Tsai Wen-Wen, Wu Jheng-Yan, Lu Kuan-Hsien, Zheng Hong-Xiang, Tan Hung-Hsi, Lai Chih-Cheng
Department of Neurology, Chi Mei Medical Center, Tainan, Taiwan.
Department of Nutrition, Chi Mei Medical Center, Tainan, Taiwan; Department of Public Health, College of Medicine, National Cheng Kung University, Tainan, Taiwan.
Anaesth Crit Care Pain Med. 2025 Sep;44(5):101566. doi: 10.1016/j.accpm.2025.101566. Epub 2025 Jun 13.
Acute brain injury is a critical health challenge with substantial mortality and morbidity. While anemia is common in these patients and may worsen outcomes, the optimal red blood cell transfusion strategy remains controversial.
We conducted a meta-analysis with trial sequential analysis of randomized controlled trials (RCTs) comparing liberal versus restrictive transfusion strategies in patients with acute brain injury.
Pubmed, Embase, and the Cochrane Library databases were searched through December 15, 2024, for RCT comparing liberal (hemoglobin threshold 9-10 g/dL) versus restrictive (hemoglobin threshold 7-8 g/dL) transfusion strategies in adults with acute brain injury. The primary outcome was an unfavorable neurological outcome.
Six RCTs involving 2599 patients were included. There was no significant difference in unfavorable neurological outcomes between liberal and restrictive strategies (risk ratio [RR], 0.97; 95% confidence interval [CI], 0.83-1.14; p = 0.70). Similarly, no differences were observed in overall mortality (RR, 0.98; 95% CI, 0.85-1.12; p = 0.75), hospital mortality (RR, 1.02; 95% CI, 0.79-1.31; p = 0.89), or intensive care unit (ICU) mortality (RR, 0.74; 95% CI, 0.28-1.91; p = 0.53). Although transfusion reaction was non-significantly more frequent with liberal transfusion (RR, 1.13; 95% CI, 0.35-3.58; p = 0.84).

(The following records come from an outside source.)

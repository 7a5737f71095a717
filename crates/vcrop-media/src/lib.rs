//! FFmpeg CLI wrapper for video cropping.
//!
//! This crate provides:
//! - FFprobe-based source dimension probing
//! - Type-safe FFmpeg command building
//! - Progress parsing from `-progress pipe:2`
//! - Timeout and kill-on-drop handling for the FFmpeg child process
//! - The [`MediaBackend`] seam the HTTP layer talks to

pub mod backend;
pub mod command;
pub mod crop;
pub mod error;
pub mod filters;
pub mod fs_utils;
pub mod probe;
pub mod progress;
pub mod tools;

pub use backend::{FfmpegBackend, MediaBackend};
pub use command::{FfmpegCommand, FfmpegRunner};
pub use crop::crop_video;
pub use error::{MediaError, MediaResult};
pub use filters::crop_filter;
pub use probe::{probe_video, VideoInfo};
pub use progress::{FfmpegProgress, ProgressParser};
pub use tools::MediaTools;
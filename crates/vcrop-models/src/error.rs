//! Crop validation errors.

use serde::Serialize;
use thiserror::Error;

use crate::rect::{CropRegion, SourceDimensions};

/// Result type for crop resolution.
pub type ValidationResult<T> = Result<T, ValidationError>;

/// Category of a validation failure, used for response codes and metrics.
#[derive(Debug, Clone, Copy, PartialEq, Eq, Hash, Serialize)]
#[serde(rename_all = "snake_case")]
pub enum ValidationErrorKind {
    /// Non-positive size, negative origin, or a field that is not an integer.
    InvalidDimensions,
    /// The rectangle extends past the source frame.
    OutOfBounds,
}

impl ValidationErrorKind {
    pub fn as_str(&self) -> &'static str {
        match self {
            ValidationErrorKind::InvalidDimensions => "invalid_dimensions",
            ValidationErrorKind::OutOfBounds => "out_of_bounds",
        }
    }
}

impl std::fmt::Display for ValidationErrorKind {
    fn fmt(&self, f: &mut std::fmt::Formatter<'_>) -> std::fmt::Result {
        f.write_str(self.as_str())
    }
}

/// Why a crop request was rejected.
///
/// The display text is the user-facing message returned by the API.
#[derive(Debug, Clone, PartialEq, Eq, Error)]
pub enum ValidationError {
    #[error("Invalid crop values. Field '{field}' must be an integer, got '{value}'.")]
    NotANumber { field: &'static str, value: String },

    #[error(
        "Invalid crop values. Resulting dimensions would be {}x{} at ({}, {}).",
        .region.width, .region.height, .region.x, .region.y
    )]
    InvalidDimensions {
        region: CropRegion,
        frame: SourceDimensions,
    },

    #[error(
        "Crop region exceeds video boundaries. Video is {}x{}, crop would extend to {}x{}.",
        .frame.width, .frame.height, .extent_x, .extent_y
    )]
    OutOfBounds {
        region: CropRegion,
        frame: SourceDimensions,
        extent_x: i64,
        extent_y: i64,
    },
}

impl ValidationError {
    pub fn not_a_number(field: &'static str, value: impl Into<String>) -> Self {
        Self::NotANumber {
            field,
            value: value.into(),
        }
    }

    pub fn invalid_dimensions(region: CropRegion, frame: SourceDimensions) -> Self {
        Self::InvalidDimensions { region, frame }
    }

    pub fn out_of_bounds(region: CropRegion, frame: SourceDimensions) -> Self {
        Self::OutOfBounds {
            region,
            frame,
            extent_x: region.right(),
            extent_y: region.bottom(),
        }
    }

    /// Category of this failure. Unparseable fields count as invalid dimensions.
    pub fn kind(&self) -> ValidationErrorKind {
        match self {
            ValidationError::NotANumber { .. } | ValidationError::InvalidDimensions { .. } => {
                ValidationErrorKind::InvalidDimensions
            }
            ValidationError::OutOfBounds { .. } => ValidationErrorKind::OutOfBounds,
        }
    }
}

#[cfg(test)]
mod tests {
    use super::*;

    #[test]
    fn test_invalid_dimensions_message() {
        let err = ValidationError::invalid_dimensions(
            CropRegion::new(0, 300, 640, -120),
            SourceDimensions::new(640, 480),
        );
        assert_eq!(
            err.to_string(),
            "Invalid crop values. Resulting dimensions would be 640x-120 at (0, 300)."
        );
        assert_eq!(err.kind(), ValidationErrorKind::InvalidDimensions);
    }

    #[test]
    fn test_out_of_bounds_message() {
        let err = ValidationError::out_of_bounds(
            CropRegion::new(0, 0, 700, 480),
            SourceDimensions::new(640, 480),
        );
        assert_eq!(
            err.to_string(),
            "Crop region exceeds video boundaries. Video is 640x480, crop would extend to 700x480."
        );
        assert_eq!(err.kind().as_str(), "out_of_bounds");
    }

    #[test]
    fn test_not_a_number_kind() {
        let err = ValidationError::not_a_number("cropWidth", "abc");
        assert_eq!(err.kind(), ValidationErrorKind::InvalidDimensions);
        assert!(err.to_string().contains("cropWidth"));
    }
}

In patients with acute brain injury, a restrictive transfusion strategy was not associated with worse neurological outcomes or higher mortality compared to a liberal strategy.
Maintaining hemoglobin levels above 7-8 g/dL may be effective for patients with acute brain injury, potentially reducing unnecessary transfusions and associated risks. META-ANALYSIS REGISTRATION: registered on PROSPERO under number CRD42025639745.

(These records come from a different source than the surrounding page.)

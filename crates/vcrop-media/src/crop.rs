//! Crop job execution.

use std::path::Path;
use std::time::Instant;

use tracing::{debug, info};
use vcrop_models::{CropRectangle, EncodingConfig};

use crate::command::{FfmpegCommand, FfmpegRunner};
use crate::error::MediaResult;
use crate::filters::crop_filter;

/// FFmpeg duration histogram name.
pub const FFMPEG_DURATION_SECONDS: &str = "vcrop_ffmpeg_duration_seconds";

/// Build the FFmpeg command that crops `input` to `rect` and re-encodes it
/// as MP4 into `output`.
pub fn build_crop_command(
    input: &Path,
    output: &Path,
    rect: &CropRectangle,
    encoding: &EncodingConfig,
) -> FfmpegCommand {
    FfmpegCommand::new(input, output)
        .arg("-vf", crop_filter(rect))
        .args(encoding.output_options())
        .arg("-f", "mp4")
}

/// Crop a video with FFmpeg.
///
/// `duration_secs` is only used to log progress as a percentage.
pub async fn crop_video(
    runner: &FfmpegRunner,
    input: &Path,
    output: &Path,
    rect: &CropRectangle,
    encoding: &EncodingConfig,
    duration_secs: f64,
) -> MediaResult<()> {
    let cmd = build_crop_command(input, output, rect, encoding);
    let total_ms = (duration_secs * 1000.0) as i64;

    info!(
        input = %input.display(),
        output = %output.display(),
        "Cropping to {}x{} at ({}, {})",
        rect.width, rect.height, rect.x, rect.y
    );

    let start = Instant::now();
    let result = runner
        .run(&cmd, move |progress| {
            debug!(
                frame = progress.frame,
                speed = progress.speed,
                "Crop progress {:.1}%",
                progress.percentage(total_ms)
            );
        })
        .await;

    let elapsed = start.elapsed().as_secs_f64();
    let outcome = if result.is_ok() { "success" } else { "failed" };
    metrics::histogram!(FFMPEG_DURATION_SECONDS, "outcome" => outcome).record(elapsed);

    if result.is_ok() {
        info!("Crop finished in {:.2}s: {}", elapsed, output.display());
    }

    result
}

#[cfg(test)]
mod tests {
    use super::*;

    #[test]
    fn test_build_crop_command() {
        let rect = CropRectangle {
            x: 0,
            y: 100,
            width: 1920,
            height: 880,
        };
        let args = build_crop_command(
            Path::new("uploads/in.mov"),
            Path::new("output/cropped.mp4"),
            &rect,
            &EncodingConfig::default(),
        )
        .to_args();

        let vf = args.iter().position(|a| a == "-vf").unwrap();
        assert_eq!(args[vf + 1], "crop=1920:880:0:100");
        assert!(args.contains(&"libx264".to_string()));
        assert!(args.windows(2).any(|w| w == ["-movflags", "+faststart"]));

        let f = args.iter().position(|a| a == "-f").unwrap();
        assert_eq!(args[f + 1], "mp4");
        assert_eq!(args.last().map(String::as_str), Some("output/cropped.mp4"));
    }
}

急性脑损伤是一项严峻的健康挑战,具有较高的死亡率和发病率。虽然贫血在这些患者中很常见,且可能使预后恶化,但最佳的红细胞输血策略仍存在争议。
我们进行了一项荟萃分析,并对随机对照试验(RCT)进行序贯分析,比较急性脑损伤患者采用宽松输血策略与限制性输血策略的效果。
检索了截至2024年12月15日的PubMed、Embase和Cochrane图书馆数据库,以查找比较成人急性脑损伤患者宽松输血策略(血红蛋白阈值9 - 10 g/dL)与限制性输血策略(血红蛋白阈值7 - 8 g/dL)的RCT。主要结局是不良神经学结局。
纳入了6项涉及2599例患者的RCT。宽松输血策略与限制性输血策略在不良神经学结局方面无显著差异(风险比[RR],0.97;95%置信区间[CI],0.83 - 1.14;p = 0.70)。同样,在总死亡率(RR,0.98;95% CI,0.85 - 1.12;p = 0.75)、医院死亡率(RR,1.02;95% CI,0.79 - 1.31;p = 0.89)或重症监护病房(ICU)死亡率(RR,0.74;95% CI,0.28 - 1.91;p = 0.53)方面也未观察到差异。尽管宽松输血时输血反应的发生频率略高,但差异无统计学意义(RR,1.13;95% CI,0.35 - 3.58;p = 0.84)。
在急性脑损伤患者中,与宽松输血策略相比,限制性输血策略与更差的神经学结局或更高的死亡率无关。
将急性脑损伤患者的血红蛋白水平维持在7 - 8 g/dL以上可能是有效的,这有可能减少不必要的输血及相关风险。荟萃分析注册:在PROSPERO上注册,注册号为CRD42025639745。